3.1. Potential Endotesion Issue

Device-related adverse events have been regularly decreasing as manufacturers have introduced new generations of devices [28,30]. Endovascular surgery has gained a considerable maturity since the pioneering work of Volodos [47,48,49]. Multi-center trials and follow-up evaluations have extended endovascular techniques to increasingly hostile anatomies as well as elderly and frail patients. Complications from device migration have been diminished by the addition of reinforced double-ringed stents, hooks, and collars [50,51,52,53,54,55]. However, new failure modes have been observed as surgeons have treated patients with more complex anatomies. Evidence of buckling and twisting has been observed in explanted devices [56,57,58]. We have previously addressed the issue of buckling. Buckling could result in major damage to the fabrics and fractures to the stents, seriously impairing the durability of devices [37]. Twisting did not show the same dramatic failures in this study, and probably does not cause major fabric perforation. However, twisting may cause yarn shifting, possibly allowing blood percolation through the fabric. Percolation of low volumes of blood through multiple sites of damage to the fabric may explain the endotension phenomenon [59,60,61,62,63,64,65,66,67,68,69,70,71,72,73,74,75,76,77,78,79,80,81,82,83,84].

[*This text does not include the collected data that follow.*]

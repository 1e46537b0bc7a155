use crate::{
    libs::{config::Config, messages::Message, view::View},
    msg_print,
};
use anyhow::Result;

pub fn cmd() -> Result<()> {
    let config = Config::read()?;

    msg_print!(Message::DegreeProgramsHeader, true);
    View::degree_programs(&config);
    Ok(())
}
//! User-facing text and the macros that route it to the console or to `tracing`.

pub mod display;
pub mod macros;
pub mod types;

pub use types::Message;
//! Display implementation for application messages.
//!
//! All message text is defined here, so wording stays consistent between
//! commands and can be changed in one place.

use super::types::Message;
use std::fmt::{Display, Formatter, Result};

impl Display for Message {
    fn fmt(&self, f: &mut Formatter<'_>) -> Result {
        let text = match self {
            // === STUDENT MESSAGES ===
            Message::StudentAdded(id) => format!("Student {:06} added successfully!", id),
            Message::StudentUpdated(id) => format!("Student {:06} record updated!", id),
            Message::StudentDeleted(id) => format!("Student {:06} deleted successfully!", id),
            Message::StudentNotFound(id) => format!("Student {:06} not found!", id),
            Message::StudentAlreadyExists(id) => format!("Student ID {:06} already exists!", id),
            Message::StudentsHeader => "Students:".to_string(),
            Message::StudentsFound(count) => format!("{} student(s) found", count),
            Message::NoStudentsFound => "No students found.".to_string(),
            Message::NoChangesProvided => "No fields to update were provided.".to_string(),
            Message::ConfirmDeleteStudent(name) => format!("Are you sure you want to delete student {}?", name),
            Message::DeletionCancelled => "Deletion cancelled.".to_string(),
            Message::InvalidInput(reason) => format!("Error: {}", reason),

            // === FORM PROMPTS ===
            Message::PromptStudentId => "ID".to_string(),
            Message::PromptFullName => "Full Name".to_string(),
            Message::PromptBirthday => "Birthday (MM/DD/YYYY)".to_string(),
            Message::PromptAddress => "Address".to_string(),
            Message::PromptGender => "Gender".to_string(),
            Message::PromptDegreeProgram => "Degree Program".to_string(),
            Message::PromptYearLevel => "Year Level".to_string(),

            // === CONFIGURATION MESSAGES ===
            Message::ConfigSaved => "Configuration saved successfully".to_string(),
            Message::ConfigModuleDegrees => "Degree program settings".to_string(),
            Message::DegreeProgramsHeader => "Degree programs:".to_string(),
            Message::PromptKeepPrograms => "Programs to keep (space to toggle, enter to confirm)".to_string(),
            Message::PromptNewProgram => "Add a program (leave empty to finish)".to_string(),
            Message::NoProgramsConfigured => "At least one degree program must be configured".to_string(),

            // === DATABASE MESSAGES ===
            Message::DatabaseOpened(path) => format!("Opened database at {}", path),
            Message::DatabaseClosed => "Database connection closed".to_string(),
            Message::StoreFailure(error) => format!("Database operation failed: {}", error),
        };

        write!(f, "{}", text)
    }
}
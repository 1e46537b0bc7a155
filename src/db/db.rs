use crate::libs::data_storage::DataStorage;
use crate::libs::messages::Message;
use crate::msg_debug;
use rusqlite::{Connection, Result};
use std::path::Path;

pub const DB_FILE_NAME: &str = "studman.db";

/// Owned SQLite connection. Created once per run and handed to the store,
/// which releases it when closed or dropped.
pub struct Db {
    pub conn: Connection,
}

impl Db {
    /// Opens the database in the per-user data directory.
    pub fn new() -> anyhow::Result<Db> {
        let db_file_path = DataStorage::new().get_path(DB_FILE_NAME)?;
        Ok(Self::open(&db_file_path)?)
    }

    pub fn open(path: &Path) -> Result<Db> {
        let conn = Connection::open(path)?;
        msg_debug!("{}", Message::DatabaseOpened(path.display().to_string()));

        Ok(Db { conn })
    }

    pub fn open_in_memory() -> Result<Db> {
        let conn = Connection::open_in_memory()?;

        Ok(Db { conn })
    }

    /// Closes the connection, reporting any error SQLite raises while doing so.
    pub fn close(self) -> Result<()> {
        self.conn.close().map_err(|(_, error)| error)?;
        msg_debug!("{}", Message::DatabaseClosed);
        Ok(())
    }
}
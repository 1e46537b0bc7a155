use std::env::consts::OS;
use std::env::var;
use std::path::{Path, PathBuf};
use std::{fs, io};

pub const APP_NAME: &str = "studman";

/// Per-user data directory holding the database and the configuration file.
#[derive(Clone)]
pub struct DataStorage {
    base_path: PathBuf,
}

impl DataStorage {
    pub fn new() -> Self {
        let base_path = match OS {
            "windows" => var("LOCALAPPDATA").unwrap_or_else(|_| ".".into()),
            "macos" => var("HOME").unwrap_or_else(|_| ".".into()) + "/Library/Application Support",
            _ => var("HOME").unwrap_or_else(|_| ".".into()) + "/.local/share",
        };
        let base_path = Path::new(&base_path).join(APP_NAME);

        Self { base_path }
    }

    pub fn get_path(&self, file_name: &str) -> io::Result<PathBuf> {
        if !self.base_path.exists() {
            fs::create_dir_all(&self.base_path)?;
        }
        Ok(self.base_path.join(file_name))
    }
}

impl Default for DataStorage {
    fn default() -> Self {
        Self::new()
    }
}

3.2. The Fabric Structures and Stent Shape of Stent-Grafts

The fabric structures, as quantified by the fabric count, thickness and mass, did not show major differences following the twisting tests. However, it is thought that after the twist fatigue test, the mass of fabrics in fact declines, due to damage to the fabrics and sutures. A small amount of colloid from the rubber sleeve was found bonded inside the fabrics after testing. The added colloid mass compensates for the fabric removed by damage, resulting in the mass measured for the fatigue tested devices being similar to that of the untested controls. The Z-stents were more abrasive than the ringed stents, resulting in more damage to the fabrics as well as more colloid transferred to the Z-stent supported stent-grafts. Another material (such as polyurethane tubing) may not have transferred to the devices being tested.
The porosity measured in the ringed-stent devices increased after twist fatigue tests, due to the enlargement of the voids in the fabrics and the suture holes. However, the measured porosity of the Z-stent devices decreased after the testing because the voids of the fabrics were filled with colloid.
Twist fatigue tests decreased the tensile strength of fibers from fabrics used in the devices. Fabrics supported by Z-stents had a greater decrement of fiber tensile strength, as a result of these stents abrading the fabric more than the ringed stents.
After fatigue testing, the fabric crystallinity was consistent with the fiber tensile strength of the respective stent-graft designs. The crystallinity declined at 24 and 48 h, due to the damage to the fiber macromolecule chains. Such damage to the microstructure could decrease the strength of the fabrics. The subsequent increase in crystallinity at 128 h could be from the reorientation of the macromolecule chains. Thus, the strength of fabrics may have recovered slightly. On the whole, the mechanical condition of the fabrics declined after the twist fatigue test and the fabrics were seriously abraded in the vicinity of the Z-stents, and especially at the tip of the apexes. The fabrics supported by the ringed stents were intact after 168 h of the twisting test, while the stent-grafts supported by Z-stents were damaged to various extents. Furthermore, the fabric abrasion of the 45° Z-stent devices was less severe than that of the 35° Z-stent. This suggests that more blunted stent apexes cause less abrasion to the fabrics.
The fabric of stent-grafts can be understood as alternating regions of fabric supported by a stent and fabric without support. Most twisting of the fabric in the Z-stent devices is in the unsupported fabric. The stents inhibit twisting in the band of supported fabric. Since the ringed stent devices have more fabric that is not directly supported, there is more fabric to accommodate twisting. At 168 h, the abrasion of the fabrics supported by ringed stents was mild compared to those supported by the Z-stents.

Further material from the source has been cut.